* [PATCH] x86/asm/entry/64: move opportunistic sysret code to syscall code path
@ 2015-04-02 16:46 Denys Vlasenko
2015-04-07 15:26 ` Borislav Petkov
2015-04-08 7:43 ` [tip:x86/asm] x86/asm/entry/64: Move " tip-bot for Denys Vlasenko
0 siblings, 2 replies; 3+ messages in thread
From: Denys Vlasenko @ 2015-04-02 16:46 UTC (permalink / raw)
To: Ingo Molnar
Cc: Denys Vlasenko, Linus Torvalds, Steven Rostedt, Borislav Petkov,
H. Peter Anvin, Andy Lutomirski, Oleg Nesterov,
Frederic Weisbecker, Alexei Starovoitov, Will Drewry, Kees Cook,
x86, linux-kernel
This change does two things:
Copy-pastes "retint_swapgs:" code into syscall handling code,
the copy is under "syscall_return:" label. The code is unchanged
apart from some label renames.
Removes "opportunistic sysret" code from "retint_swapgs:" code block,
since now it won't be reached by syscall return.
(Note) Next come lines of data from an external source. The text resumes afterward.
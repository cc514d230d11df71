//! PostgreSQL connection pooling for the ledger and round reporter.

use sqlx::postgres::{PgPool, PgPoolOptions};
use std::{sync::Arc, time::Duration};

pub mod config;
pub mod timeouts;

pub use config::DatabaseConfig;
use timeouts::{TimeoutResult, with_default_timeout};

/// Creates the ledger, history and promotion tables when missing.
const SCHEMA: &str = include_str!("../../migrations/001_initial_schema.sql");

/// Shared pool handed to [`crate::PgLedger`] and [`crate::PgRoundReporter`].
#[derive(Clone)]
pub struct Database {
    pool: Arc<PgPool>,
}

impl Database {
    /// Open a pool sized by `config`
    ///
    /// # Examples
    ///
    /// ```no_run
    /// use casino_engine::{PgLedger, PgRoundReporter};
    /// use casino_engine::db::{Database, DatabaseConfig};
    ///
    /// #[tokio::main]
    /// async fn main() -> Result<(), Box<dyn std::error::Error>> {
    ///     let db = Database::connect(&DatabaseConfig::from_env()?).await?;
    ///     let ledger = PgLedger::new(db.shared_pool());
    ///     let reporter = PgRoundReporter::new(db.shared_pool());
    ///     Ok(())
    /// }
    /// ```
    pub async fn new(config: &DatabaseConfig) -> Result<Self, sqlx::Error> {
        let pool = PgPoolOptions::new()
            .max_connections(config.max_connections)
            .min_connections(config.min_connections)
            .acquire_timeout(Duration::from_secs(config.connection_timeout_secs))
            .idle_timeout(Duration::from_secs(config.idle_timeout_secs))
            .max_lifetime(Duration::from_secs(config.max_lifetime_secs))
            .connect(&config.database_url)
            .await?;

        log::info!(
            "Database pool ready ({}-{} connections)",
            config.min_connections,
            config.max_connections
        );
        Ok(Self {
            pool: Arc::new(pool),
        })
    }

    /// [`Database::new`] followed by [`Database::ensure_schema`].
    pub async fn connect(config: &DatabaseConfig) -> Result<Self, sqlx::Error> {
        let db = Self::new(config).await?;
        db.ensure_schema().await?;
        Ok(db)
    }

    pub fn pool(&self) -> &PgPool {
        &self.pool
    }

    /// Pool handle for the ledger and reporter constructors.
    pub fn shared_pool(&self) -> Arc<PgPool> {
        Arc::clone(&self.pool)
    }

    /// Idempotent; safe to run on every start.
    pub async fn ensure_schema(&self) -> Result<(), sqlx::Error> {
        sqlx::raw_sql(SCHEMA).execute(self.pool()).await?;
        Ok(())
    }

    /// Round-trip a trivial query within the default query timeout.
    pub async fn health_check(&self) -> TimeoutResult<()> {
        with_default_timeout(sqlx::query("SELECT 1").execute(self.pool())).await?;
        Ok(())
    }

    pub async fn close(self) {
        self.pool.close().await;
    }
}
This in fact removes
most of the code in question.
text data bss dec hex filename
12530 0 0 12530 30f2 entry_64.o.before
12562 0 0 12562 3112 entry_64.o
Run-tested.
Signed-off-by: Denys Vlasenko <dvlasenk@redhat.com>
CC: Linus Torvalds <torvalds@linux-foundation.org>
CC: Steven Rostedt <rostedt@goodmis.org>
CC: Ingo Molnar <mingo@kernel.org>
CC: Borislav Petkov <bp@alien8.de>
CC: "H. Peter Anvin" <hpa@zytor.com>
CC: Andy Lutomirski <luto@amacapital.net>
CC: Oleg Nesterov <oleg@redhat.com>
CC: Frederic Weisbecker <fweisbec@gmail.com>
CC: Alexei Starovoitov <ast@plumgrid.com>
CC: Will Drewry <wad@chromium.org>
CC: Kees Cook <keescook@chromium.org>
CC: x86@kernel.org
CC: linux-kernel@vger.kernel.org
---
arch/x86/kernel/entry_64.S | 158 ++++++++++++++++++++++++---------------------
1 file changed, 86 insertions(+), 72 deletions(-)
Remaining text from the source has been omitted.